Information shown below:

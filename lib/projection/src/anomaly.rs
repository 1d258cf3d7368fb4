use serde::Deserialize;
use std::fmt::{Display, Formatter};

/// What went wrong while projecting a term.
#[derive(Clone, Copy, Debug, PartialEq, Eq, Hash)]
pub enum AnomalyKind {
    /// The engine produced a term shape that is not an IRI, a literal or a blank node.
    UnrecognizedTerm,
    /// A literal is bound to a subject variable.
    LiteralSubject,
    /// A predicate variable is bound to something other than an IRI.
    NonIriPredicate,
}

impl Display for AnomalyKind {
    fn fmt(&self, f: &mut Formatter<'_>) -> std::fmt::Result {
        f.write_str(match self {
            AnomalyKind::UnrecognizedTerm => "unrecognized term",
            AnomalyKind::LiteralSubject => "literal in subject position",
            AnomalyKind::NonIriPredicate => "predicate is not an IRI",
        })
    }
}

/// A term that could only be projected on a best-effort basis.
///
/// Anomalies never abort a run. The affected term is still visualized, using its raw lexical form
/// where necessary.
#[derive(Clone, Debug, PartialEq, Eq)]
pub struct ProjectionAnomaly {
    pub kind: AnomalyKind,
    /// The name of the variable the term was bound to.
    pub variable: String,
    /// The raw form of the term.
    pub raw: String,
}

impl Display for ProjectionAnomaly {
    fn fmt(&self, f: &mut Formatter<'_>) -> std::fmt::Result {
        write!(f, "{} in ?{}: {}", self.kind, self.variable, self.raw)
    }
}

/// Decides what happens with [ProjectionAnomaly]s.
#[derive(Clone, Copy, Debug, Default, PartialEq, Eq, Deserialize)]
#[serde(rename_all = "snake_case")]
pub enum AnomalyPolicy {
    /// Degrade the affected terms without keeping track of them.
    Silent,
    /// Degrade the affected terms and count them in the run diagnostics.
    #[default]
    Count,
    /// Count the anomalies and report each one to the user.
    Report,
}

impl AnomalyPolicy {
    pub fn counts(self) -> bool {
        !matches!(self, AnomalyPolicy::Silent)
    }

    pub fn reports(self) -> bool {
        matches!(self, AnomalyPolicy::Report)
    }
}

/// Counts the anomalies of a run by kind.
#[derive(Clone, Copy, Debug, Default, PartialEq, Eq)]
pub struct AnomalyTally {
    pub unrecognized_terms: usize,
    pub literal_subjects: usize,
    pub non_iri_predicates: usize,
}

impl AnomalyTally {
    pub fn record(&mut self, anomaly: &ProjectionAnomaly) {
        match anomaly.kind {
            AnomalyKind::UnrecognizedTerm => self.unrecognized_terms += 1,
            AnomalyKind::LiteralSubject => self.literal_subjects += 1,
            AnomalyKind::NonIriPredicate => self.non_iri_predicates += 1,
        }
    }

    pub fn total(&self) -> usize {
        self.unrecognized_terms + self.literal_subjects + self.non_iri_predicates
    }
}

End of Information shown.

## Instructions for the task
In the records above, find each line with the word "bool" and copy it out.

## Reply to the exercise
    pub fn counts(self) -> bool {
    pub fn reports(self) -> bool {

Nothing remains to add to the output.